1 Name: Sakurina : 2005-11-15 01:39 ID:B/p2ruL5

This is somewhat of a split between IAA and Love & Romance, so excuse me for the somewhat different content for this forum...

Since a long time ago, I've enjoyed messing around with computers and hanging out online. I've been doing so since I was a tiny kid (read: 1 year old = playing with ResEdit on System 7).

Recently, I've become more and more attached to my computer and the Internet to the point I've become addicted, mainly because I've slowly drifted away from society not so long ago.

I loved a girl deeply and became attached to the point of dependence just to make my day survivable. She had no clue who I was and I built up my courage to tell her. Since my confession to her, she hasn't spoken to me. She blocks all email messages, all IMs, and I can hardly see her in real life anymore. She completely blocked me from ever communicating with her ever again. It turns out she already had a boyfriend.

It scarred me deeply to the point where I couldn't trust anyone or love anyone again. I was too scared that other people would exclude me from their lives again that I turned to the Internet and realized that escaping from real life via the Internet is fun but isn't as fun as I could be having if I actually started having friends again.

Since I began building up symptoms of Hikikomori (http://en.wikipedia.org/wiki/Hikikomori), I've become a slight ephebophile.
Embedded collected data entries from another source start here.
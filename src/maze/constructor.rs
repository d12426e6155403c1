use super::grid::{Coord, Layout, generate_layout, normalize_dimension};
use super::mesh::{MazeGeometry, synthesize};
use crate::game_logic::errors::MazeResult;
use bevy::prelude::*;
use rand::Rng;
use std::fmt::Debug;

/// Half the edge length of a trigger cube; markers rest on the floor.
pub const MARKER_HALF_EXTENT: f32 = 0.5;

#[derive(Debug, Clone, Copy, PartialEq, Eq, Hash)]
pub enum MarkerKind {
    Start,
    Goal,
}

impl MarkerKind {
    pub fn label(self) -> &'static str {
        match self {
            MarkerKind::Start => "Start Trigger",
            MarkerKind::Goal => "Treasure",
        }
    }
}

/// Placement request for a trigger volume.
#[derive(Debug, Clone, Copy, PartialEq)]
pub struct TriggerMarker {
    pub kind: MarkerKind,
    pub cell: Coord,
    pub position: Vec3,
    pub half_extent: f32,
}

/// The render/collision collaborator a maze is installed into.
pub trait MazeHost {
    type Handle: Copy + PartialEq + Debug;
    type Callback;

    /// Display and collide against `geometry`. Spawns nothing when it fails.
    fn spawn_geometry(&mut self, geometry: &MazeGeometry) -> MazeResult<Self::Handle>;

    /// Place a trigger volume that forwards overlap-enter events to `callback`.
    fn spawn_marker(&mut self, marker: &TriggerMarker, callback: Self::Callback) -> Self::Handle;

    fn despawn(&mut self, handle: Self::Handle);
}

#[derive(Debug, Clone, Copy, PartialEq)]
pub struct ConstructionSettings {
    pub cell_pitch: f32,
    pub wall_height: f32,
    pub place_start_trigger: bool,
}

impl Default for ConstructionSettings {
    fn default() -> Self {
        Self {
            cell_pitch: 3.75,
            wall_height: 3.5,
            place_start_trigger: false,
        }
    }
}

/// Idle until the first maze is installed, Ready while one is live.
#[derive(Debug, Clone, Copy, PartialEq, Eq, Default)]
pub enum ConstructorPhase {
    #[default]
    Idle,
    /// Only held inside [`MazeConstructor::generate`]. Callers observe Idle or Ready.
    Generating,
    Ready,
}

/// A fully built maze that has not been installed into a host yet.
#[derive(Debug, Clone)]
pub struct MazeBlueprint {
    pub layout: Layout,
    pub start: Coord,
    pub goal: Coord,
    pub geometry: MazeGeometry,
}

/// Sample a start and a goal uniformly from the open cells.
///
/// The goal is drawn from the open cells other than the start whenever more
/// than one exists. Panics on a layout without open cells.
pub fn pick_start_and_goal<R: Rng + ?Sized>(layout: &Layout, rng: &mut R) -> (Coord, Coord) {
    let candidates = layout.open_cells();
    assert!(
        !candidates.is_empty(),
        "carved layout has no open cells to place markers on"
    );

    let start = candidates[rng.gen_range(0..candidates.len())];
    let goal = if candidates.len() > 1 {
        let remaining: Vec<Coord> = candidates
            .iter()
            .copied()
            .filter(|cell| *cell != start)
            .collect();
        remaining[rng.gen_range(0..remaining.len())]
    } else {
        start
    };

    debug!(
        "From {} options, picked start {start} and goal {goal}",
        candidates.len()
    );
    (start, goal)
}

/// Carve a layout, choose the markers and synthesize geometry without touching any host.
pub fn plan_maze<R: Rng + ?Sized>(
    rows: usize,
    cols: usize,
    settings: &ConstructionSettings,
    rng: &mut R,
) -> MazeBlueprint {
    let layout = generate_layout(rows, cols, rng);
    let (start, goal) = pick_start_and_goal(&layout, rng);
    let geometry = synthesize(&layout, settings.cell_pitch, settings.wall_height);
    MazeBlueprint {
        layout,
        start,
        goal,
        geometry,
    }
}

#[derive(Debug)]
struct OwnedObjects<H> {
    geometry: Option<H>,
    start_marker: Option<H>,
    goal_marker: Option<H>,
}

impl<H> Default for OwnedObjects<H> {
    fn default() -> Self {
        Self {
            geometry: None,
            start_marker: None,
            goal_marker: None,
        }
    }
}

impl<H: Copy> OwnedObjects<H> {
    fn handles(&self) -> Vec<H> {
        [self.geometry, self.start_marker, self.goal_marker]
            .into_iter()
            .flatten()
            .collect()
    }

    fn marker_mut(&mut self, kind: MarkerKind) -> &mut Option<H> {
        match kind {
            MarkerKind::Start => &mut self.start_marker,
            MarkerKind::Goal => &mut self.goal_marker,
        }
    }
}

/// Owns the current layout and every scene object created for it.
///
/// Objects are tracked by handle, so disposal destroys exactly what this
/// constructor spawned and nothing else.
#[derive(Resource, Debug)]
pub struct MazeConstructor<H: Send + Sync + 'static> {
    settings: ConstructionSettings,
    phase: ConstructorPhase,
    layout: Layout,
    start: Coord,
    goal: Coord,
    owned: OwnedObjects<H>,
    generation: u64,
}

impl<H> MazeConstructor<H>
where
    H: Copy + PartialEq + Debug + Send + Sync + 'static,
{
    pub fn new(settings: ConstructionSettings) -> Self {
        let layout = Layout::single_room();
        let center = Coord::new(1, 1);
        Self {
            settings,
            phase: ConstructorPhase::Idle,
            layout,
            start: center,
            goal: center,
            owned: OwnedObjects::default(),
            generation: 0,
        }
    }

    pub fn settings(&self) -> &ConstructionSettings {
        &self.settings
    }

    /// Never [`ConstructorPhase::Generating`] between calls; a failed generate restores the prior phase.
    pub fn phase(&self) -> ConstructorPhase {
        self.phase
    }

    pub fn layout(&self) -> &Layout {
        &self.layout
    }

    pub fn start(&self) -> Coord {
        self.start
    }

    pub fn goal(&self) -> Coord {
        self.goal
    }

    /// How many mazes have been installed so far.
    pub fn generation(&self) -> u64 {
        self.generation
    }

    /// World position for the player at the start cell.
    pub fn start_position(&self, height: f32) -> Vec3 {
        self.start.world_position(self.settings.cell_pitch, height)
    }

    pub fn owned_handles(&self) -> Vec<H> {
        self.owned.handles()
    }

    pub fn marker(&self, kind: MarkerKind) -> TriggerMarker {
        let cell = match kind {
            MarkerKind::Start => self.start,
            MarkerKind::Goal => self.goal,
        };
        TriggerMarker {
            kind,
            cell,
            position: cell.world_position(self.settings.cell_pitch, MARKER_HALF_EXTENT),
            half_extent: MARKER_HALF_EXTENT,
        }
    }

    /// Build and install a new maze, replacing the current one.
    ///
    /// The replacement is all-or-nothing: if the host cannot install the new
    /// geometry the previous maze stays exactly as it was.
    pub fn generate<Host, R>(
        &mut self,
        host: &mut Host,
        rows: usize,
        cols: usize,
        rng: &mut R,
        on_start: Option<Host::Callback>,
        on_goal: Host::Callback,
    ) -> MazeResult<()>
    where
        Host: MazeHost<Handle = H>,
        R: Rng + ?Sized,
    {
        let rows = normalize_dimension(rows);
        let cols = normalize_dimension(cols);
        let previous_phase = self.phase;
        self.phase = ConstructorPhase::Generating;

        let blueprint = plan_maze(rows, cols, &self.settings, rng);
        let geometry = match host.spawn_geometry(&blueprint.geometry) {
            Ok(handle) => handle,
            Err(err) => {
                self.phase = previous_phase;
                return Err(err);
            }
        };

        let disposed = self.dispose_old_maze(host);
        if disposed > 0 {
            debug!("Disposed {disposed} objects from the previous maze");
        }

        self.layout = blueprint.layout;
        self.start = blueprint.start;
        self.goal = blueprint.goal;
        self.owned.geometry = Some(geometry);

        if self.settings.place_start_trigger {
            if let Some(callback) = on_start {
                let marker = self.marker(MarkerKind::Start);
                self.owned.start_marker = Some(host.spawn_marker(&marker, callback));
            }
        }
        let marker = self.marker(MarkerKind::Goal);
        self.owned.goal_marker = Some(host.spawn_marker(&marker, on_goal));

        self.generation += 1;
        self.phase = ConstructorPhase::Ready;
        info!(
            "Maze #{} ready: {rows}x{cols}, {} open cells, start {}, goal {}",
            self.generation,
            self.layout.open_count(),
            self.start,
            self.goal
        );
        Ok(())
    }

    /// Destroy every object spawned for the current maze. Safe to call repeatedly.
    pub fn dispose_old_maze<Host: MazeHost<Handle = H>>(&mut self, host: &mut Host) -> usize {
        let handles = self.owned.handles();
        for handle in &handles {
            host.despawn(*handle);
        }
        self.owned = OwnedObjects::default();
        self.phase = ConstructorPhase::Idle;
        handles.len()
    }

    /// Destroy one marker, returning whether it was still alive.
    pub fn destroy_marker<Host: MazeHost<Handle = H>>(
        &mut self,
        host: &mut Host,
        kind: MarkerKind,
    ) -> bool {
        match self.owned.marker_mut(kind).take() {
            Some(handle) => {
                host.despawn(handle);
                true
            }
            None => false,
        }
    }

    pub fn is_marker_owned(&self, kind: MarkerKind, handle: H) -> bool {
        let slot = match kind {
            MarkerKind::Start => self.owned.start_marker,
            MarkerKind::Goal => self.owned.goal_marker,
        };
        slot == Some(handle)
    }
}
Call me silly but even if I am 14, I have become sexually attracted to 12-13 year-olds. There's this girl I really really like, but she's twelve years old.

I'm frightened to even speak to her. I think I've become somewhat of a stalker since I've spent countless afternoons hanging out to spy on her and her friends. I'm scaring myself with this behavior, but I can't control myself.

Not only is it very frightening to even think of confessing to her at all, but the fact that she's younger and her reaction to all of this really scares my thoughts. I don't know what to do... Sometimes I just lie in my closet alone crying because I feel lonely and I don't want guys as friends but girls, since guys around here typically don't give a damn about anything.

I need someone to love me since no one around here seems to understand me at all.